-- INPUT DATA follows --

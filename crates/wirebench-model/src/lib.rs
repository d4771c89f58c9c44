mod domain;
pub use domain::*;

mod wire;
pub use wire::*;

mod error;
pub use error::ModelError;
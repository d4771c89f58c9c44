use std::{fmt, path::PathBuf, str::FromStr, sync::Arc, time::Duration};

use tokio::sync::Semaphore;
use wirebench_model::PayloadSizeClass;

use crate::{
    BatchDispatcher, ClientError, CsvSink, FsFixtures, HttpTransport, RunController, Transport,
};

/// How sample units are released to the transport.
#[derive(Debug, Clone, Copy, PartialEq, Eq, Default)]
pub enum DispatchStrategy {
    /// `concurrency` permits; a new unit starts as soon as any unit finishes.
    #[default]
    Pipelined,
    /// Units launched in groups of `concurrency`; the next group waits for the whole previous group.
    Batched,
}

impl FromStr for DispatchStrategy {
    type Err = ClientError;

    fn from_str(s: &str) -> Result<Self, Self::Err> {
        match s.trim().to_ascii_lowercase().as_str() {
            "pipelined" | "semaphore" => Ok(DispatchStrategy::Pipelined),
            "batched" | "batch" => Ok(DispatchStrategy::Batched),
            _ => Err(ClientError::InvalidConfig(format!(
                "invalid dispatch strategy: '{s}' (valid: pipelined, batched)"
            ))),
        }
    }
}

impl fmt::Display for DispatchStrategy {
    fn fmt(&self, f: &mut fmt::Formatter<'_>) -> fmt::Result {
        f.write_str(match self {
            DispatchStrategy::Pipelined => "pipelined",
            DispatchStrategy::Batched => "batched",
        })
    }
}

/// HTTP client settings.
#[derive(Debug, Clone)]
pub struct TransportConfig {
    /// Scheme, host and port of the echo server, e.g. `http://localhost:3000`.
    pub base_url: String,
    /// `None` keeps the client default.
    pub connect_timeout: Option<Duration>,
    /// `None` means no overall deadline; a hung request stalls its unit.
    pub request_timeout: Option<Duration>,
    pub pool_max_idle_per_host: usize,
    pub tcp_keepalive: Option<Duration>,
}

impl Default for TransportConfig {
    fn default() -> Self {
        Self {
            base_url: "http://localhost:3000".to_string(),
            connect_timeout: None,
            request_timeout: None,
            pool_max_idle_per_host: 64,
            tcp_keepalive: Some(Duration::from_secs(60)),
        }
    }
}

impl TransportConfig {
    pub fn validate(&self) -> Result<(), ClientError> {
        let url = self.base_url.trim();
        if !(url.starts_with("http://") || url.starts_with("https://")) {
            return Err(ClientError::InvalidConfig(format!(
                "base url must start with http:// or https://, got '{url}'"
            )));
        }
        Ok(())
    }
}

/// Full benchmark run configuration.
#[derive(Debug, Clone)]
pub struct ClientConfig {
    pub transport: TransportConfig,
    pub sizes: Vec<PayloadSizeClass>,
    /// Sample pairs per size class.
    pub samples: usize,
    /// Max sample units in flight.
    pub concurrency: usize,
    pub strategy: DispatchStrategy,
    /// Pause between two size classes.
    pub cooldown: Duration,
    /// Directory holding `<size>_JSON.json` / `<size>_XML.xml`.
    pub data_dir: PathBuf,
    /// Directory receiving `<size>_Results.csv`.
    pub output_dir: PathBuf,
}

impl Default for ClientConfig {
    fn default() -> Self {
        Self {
            transport: TransportConfig::default(),
            sizes: PayloadSizeClass::defaults(),
            samples: 1000,
            concurrency: 2,
            strategy: DispatchStrategy::default(),
            cooldown: Duration::from_secs(10),
            data_dir: PathBuf::from("test_data"),
            output_dir: PathBuf::from("output"),
        }
    }
}

impl ClientConfig {
    pub fn validate(&self) -> Result<(), ClientError> {
        self.transport.validate()?;
        if !(1..=Semaphore::MAX_PERMITS).contains(&self.concurrency) {
            return Err(ClientError::InvalidConfig(format!(
                "concurrency must be between 1 and {}, got {}",
                Semaphore::MAX_PERMITS,
                self.concurrency
            )));
        }
        if self.sizes.is_empty() {
            return Err(ClientError::InvalidConfig(
                "at least one size class is required".into(),
            ));
        }
        Ok(())
    }

    /// Wire the HTTP transport, file fixtures and CSV output into a controller.
    pub fn build_controller(&self) -> Result<RunController<FsFixtures, CsvSink>, ClientError> {
        self.validate()?;

        let transport: Arc<dyn Transport> = Arc::new(HttpTransport::new(&self.transport)?);
        let dispatcher = BatchDispatcher::new(transport, self.concurrency, self.strategy);

        Ok(RunController::new(
            dispatcher,
            FsFixtures::new(&self.data_dir),
            CsvSink::new(&self.output_dir),
            self.samples,
        )
        .with_cooldown(self.cooldown))
    }
}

-- INPUT DATA concluded --

WHAT TO PRODUCE:
Wherever a line in the records above includes "between", count it, then give the total and nothing besides.

FINISHED EXERCISE:
2